Bank of Alexandria has written off non-performing loans (NPLs) worth around EGP 116.7 million during the first three months of the current year.
The bank’s total written-off NPLs comprise of EGP 111.9 million related to companies and organizations in addition to EGP 4.789 million related to individuals.
This comes after the bank had failed to collect credit facilities and loans despite taking all the necessary procedures to ensure the recovery of those finances. Therefore, Bank of Alexandria was driven to write off EGP116.7 million NPLs, and made adequate provisions, which shall be debited to retained earnings and dedicated for the impairment of assets exposed to credit risk.
Bank of Alexandria – Intesa Sanpaolo’s NPLs ratio to total loans stands at around 7.45% at Q1-end, compared to 8.02% at December-end.
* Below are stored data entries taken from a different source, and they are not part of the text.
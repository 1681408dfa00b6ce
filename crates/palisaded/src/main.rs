use std::path::PathBuf;

use clap::Parser;

mod config;
mod serve;
mod subcommands;

use config::Config;

/// A transparent, high-availability reverse proxy for fleets of storage
/// nodes.
#[derive(clap::Parser, Debug)]
#[clap(author, version, about, long_about = None)]
struct Cli {
    /// Path to the TOML configuration file.
    #[clap(long, env = "PALISADE_CONFIG", default_value = "palisade.toml")]
    config: PathBuf,

    #[clap(subcommand)]
    command: Command,
}

#[derive(clap::Subcommand, Debug)]
enum Command {
    /// Run the proxy.
    Serve,
    /// Check that the durable backend is reachable.
    PingBackend,
    /// Apply pending schema migrations to the durable backend.
    ApplySchema,
    /// Report which schema migrations have been applied.
    SchemaStatus,
    /// Dial and health-check every configured storage node.
    DialNodes,
    /// Report repositories whose latest writes are not fully replicated.
    Dataloss(subcommands::DatalossArgs),
    /// Accept dataloss by declaring one replica authoritative.
    AcceptDataloss(subcommands::AcceptDatalossArgs),
    /// Change the number of storages assigned to host a repository.
    SetReplicationFactor(subcommands::SetReplicationFactorArgs),
    /// List the configured virtual storages and their nodes.
    ListStorages,
}

fn main() -> anyhow::Result<()> {
    // Required in order for libraries to use `rustls` for TLS.
    rustls::crypto::aws_lc_rs::default_provider()
        .install_default()
        .expect("failed to install default crypto provider");

    let subscriber = tracing_subscriber::FmtSubscriber::builder()
        .with_env_filter(tracing_subscriber::EnvFilter::from_default_env())
        .finish();
    tracing::subscriber::set_global_default(subscriber).expect("setting tracing default failed");

    let cli = Cli::parse();
    let config = Config::load(&cli.config)?;

    let runtime = tokio::runtime::Builder::new_multi_thread()
        .enable_all()
        .build()?;

    let result = runtime.block_on(async move {
        match cli.command {
            Command::Serve => serve::run(config).await,
            Command::PingBackend => subcommands::ping_backend(&config).await,
            Command::ApplySchema => subcommands::apply_schema(&config).await,
            Command::SchemaStatus => subcommands::schema_status(&config).await,
            Command::DialNodes => subcommands::dial_nodes(&config).await,
            Command::Dataloss(args) => subcommands::dataloss(&config, args).await,
            Command::AcceptDataloss(args) => subcommands::accept_dataloss(&config, args).await,
            Command::SetReplicationFactor(args) => {
                subcommands::set_replication_factor(&config, args).await
            }
            Command::ListStorages => subcommands::list_storages(&config),
        }
    });

    runtime.shutdown_timeout(std::time::Duration::from_secs(5));
    result
}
Meanwhile, the bank’s special follow-up loans to total loans hiked to 7.91% in Q1, opposed to 6.30% at December-end.
The bank divides its internal classifications to four levels for loans: (1) Performing Loans, (2) Regular Follow-up, (3) Special Follow-up, and (4) Non-Performing Loans.
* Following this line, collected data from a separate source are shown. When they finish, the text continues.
//! Postgres-backed stores shared by every proxy instance. Each logical
//! operation runs as a single SQL transaction; the database is the source of
//! truth for all routing decisions.

use std::collections::HashMap;
use std::sync::Arc;

use sqlx::PgPool;

pub mod listener;
mod node_status;
mod queue;
mod repository;
pub mod schema;

pub use listener::ConsistentStoragesCache;

/// Connects a pool suitable for both the serving path and the management
/// subcommands.
pub async fn connect(database_url: &str) -> crate::Result<PgPool> {
    Ok(sqlx::postgres::PgPoolOptions::new()
        .max_connections(16)
        .connect(database_url)
        .await?)
}

/// Postgres [crate::ReplicationQueue].
#[derive(Clone)]
pub struct PgQueue {
    pool: PgPool,
}

impl PgQueue {
    pub fn new(pool: PgPool) -> Self {
        Self { pool }
    }
}

/// Postgres [crate::RepositoryStore].
#[derive(Clone)]
pub struct PgRepositoryStore {
    pool: PgPool,
    configured: HashMap<String, Vec<String>>,
    cache: Option<Arc<ConsistentStoragesCache>>,
}

impl PgRepositoryStore {
    /// `configured` maps each virtual storage to its physical storages; the
    /// set doubles as the implicit assignment of repositories without
    /// explicit assignment rows.
    pub fn new(pool: PgPool, configured: HashMap<String, Vec<String>>) -> Self {
        Self {
            pool,
            configured,
            cache: None,
        }
    }

    /// Serves consistent-storage reads from `cache` while its listener is
    /// connected.
    pub fn with_cache(mut self, cache: Arc<ConsistentStoragesCache>) -> Self {
        self.cache = Some(cache);
        self
    }
}

/// Postgres [crate::NodeStatusStore] and [crate::ShardPrimaryStore].
#[derive(Clone)]
pub struct PgNodeStore {
    pool: PgPool,
}

impl PgNodeStore {
    pub fn new(pool: PgPool) -> Self {
        Self { pool }
    }
}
The Central Bank of Egypt requires provisions’ ratio of 5% for the special follow-up loans (Watch list), and 20% for NPLs (Substandard) and 50% for NPLs (doubtful) and 100% of NPLs (bad debts).
Intesa Sanpaolo Group holds major shareholder in the Bank of Alexandria amounting to 70.25% of the bank shares. The International Finance Corporation (IFC) has 9.75% of the bank’s share; whereas the Egyptian Government holds 20%.